И вот ей стукнуло девяносто пять! И ей любая женщина позавидует: баба Тося до сих пор сама содержит свой собственный двор с коровой и утями, сама за собой и за домом ухаживает. И такая бойкая, такая командирша – будь здоров! Ей палец в рот не клади! Она прадедушку пережила! И многих своих детей пережила. Если что, то все Танькины родственники ее боятся и уважают, глава рода, как никак! Вот и Таня, хитрюга, к Тосе лыжи навострила. Тут, у Тоси, как в крепости, никто не тронет. Главное, чемодан распаковать, да и жить потихоньку под бабушкиным крылышком, без всяких там мужей. Ну их, мужей этих, никакой от них радости.
Баба Тося, в миру, Антонина Федотовна, на финты Тани посмотрела с интересом. Митьку она вот «с таких» лет знала. Митька отличался добрым, хоть и заковыристым нравом – вечно его на приключения тянуло. То он, чертенок, в колхозном поле горохом объедается, что потом откачивать поросенка такого приходилось. Фельдшер из Пикалево лично приезжал, на машине с крестиком красненьким. Ребенок же. Чепе! А Митька ничего, отошел, музыкальный концерт, правда, устроил, а так – ничего.
То Митьку на яблони понесет, то на крышу сельсовета, то еще куда-нибудь. И строго, на государственное имущество зарился. Председатель ему так и говорил:
- Ты, Митька, в итоге сядешь! Факт!
Факт, не факт, но не сел. Может, это батькин ремень помог. В детстве Митьке доставалось по самое не могу. Вся заднюшка в звездочках. Ребенки в реке купались, так сразу видно, где Митяй, по звездам угадывали!
После армии Митя выправился, сделался серьезным и деловым. Пришел и сразу начал оглядываться: на ком жениться. Всяких девок не хватал, выбирал обстоятельно. Вокруг Танюхи целый год крутил круги.
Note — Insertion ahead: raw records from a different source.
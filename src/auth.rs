//! Session management against the backend's auth endpoints.
//!
//! The cache core treats authentication as an opaque collaborator: it only
//! reacts to the unauthenticated signal (any 401 halts further fetches).
//! This service owns the other direction: establishing a session, resuming
//! the store, and tearing everything down on logout.

use std::sync::{Arc, RwLock};
use tracing::info;

use crate::api::client::paths;
use crate::api::types::{LoginRequest, LoginResponse, User};
use crate::api::{ApiClient, ApiError};
use crate::store::{CacheStore, ResourceKey};

#[derive(Clone)]
pub struct AuthService {
  api: ApiClient,
  store: CacheStore,
  user: Arc<RwLock<Option<User>>>,
}

impl AuthService {
  pub fn new(api: ApiClient, store: CacheStore) -> Self {
    Self {
      api,
      store,
      user: Arc::new(RwLock::new(None)),
    }
  }

  /// Whether a session token is present. Says nothing about its validity;
  /// the first 401 will halt fetches and push the user back to login.
  pub fn has_session(&self) -> bool {
    self.api.has_token()
  }

  /// The user from the last successful login or `current_user` call.
  pub fn user(&self) -> Option<User> {
    self.user.read().expect("auth lock poisoned").clone()
  }

  /// Exchange credentials for a session. On success the token is installed,
  /// halted fetches resume, and the `/api/users/me` cache is seeded so the
  /// header renders without another round-trip.
  pub async fn login(&self, username: String, password: String) -> Result<User, ApiError> {
    let request = LoginRequest { username, password };
    let LoginResponse { token, user } = self.api.login(&request).await?;

    self.api.set_token(Some(token));
    self.store.resume();
    if let Ok(value) = serde_json::to_value(&user) {
      self.store.set(&ResourceKey::get(paths::ME), value);
    }
    *self.user.write().expect("auth lock poisoned") = Some(user.clone());
    info!(username = %user.username, role = ?user.role, "logged in");

    Ok(user)
  }

  /// Drop the session. The backend call is best-effort: even if it fails,
  /// the local token is gone and fetches are halted.
  pub async fn logout(&self) {
    let _ = self.api.logout().await;
    self.api.set_token(None);
    *self.user.write().expect("auth lock poisoned") = None;
    self.store.halt();
    info!("logged out");
  }

  /// Fetch the authenticated user from the backend.
  pub async fn current_user(&self) -> Result<User, ApiError> {
    let user = self.api.current_user().await?;
    *self.user.write().expect("auth lock poisoned") = Some(user.clone());
    Ok(user)
  }
}

#[cfg(test)]
mod tests {
  use super::*;
  use crate::config::{Config, ServerConfig};

  fn unreachable_service() -> AuthService {
    let config = Config {
      server: ServerConfig {
        // Nothing listens here; requests fail fast with a transport error.
        url: "http://127.0.0.1:1".into(),
      },
      ..Default::default()
    };
    let api = ApiClient::new(&config).unwrap();
    api.set_token(Some("stale-token".into()));
    AuthService::new(api, CacheStore::default())
  }

  #[tokio::test]
  async fn test_logout_halts_fetches_even_when_backend_unreachable() {
    let auth = unreachable_service();
    let store = auth.store.clone();
    assert!(!store.is_halted());

    auth.logout().await;

    assert!(store.is_halted());
    assert!(!auth.has_session());
    assert!(auth.user().is_none());
  }

  #[tokio::test]
  async fn test_failed_login_leaves_no_session() {
    let auth = unreachable_service();
    auth.api.set_token(None);

    let result = auth.login("admin".into(), "secret".into()).await;
    assert!(matches!(result, Err(ApiError::Transport(_))));
    assert!(!auth.has_session());
  }
}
Красиво ухаживал, заманивал в родительский дом. Танька взбрыкивала: не пойду, мол, к твоим родителям. Избу, мол, новую ставь. Митя, чин чинарем, с братами собрался и поставил избу! Хозяин! За такого не пойти – это же последней дурой надо быть! За год поставил!
Стоит Митяя дом на взгорке над речкой. Пахнет сосновой смолой, янтарный такой, просторный коники на крыше, заглядение! Полы красить жалко – так разглажены у Митьки, ребенок босый пройдет, ножку не занозит!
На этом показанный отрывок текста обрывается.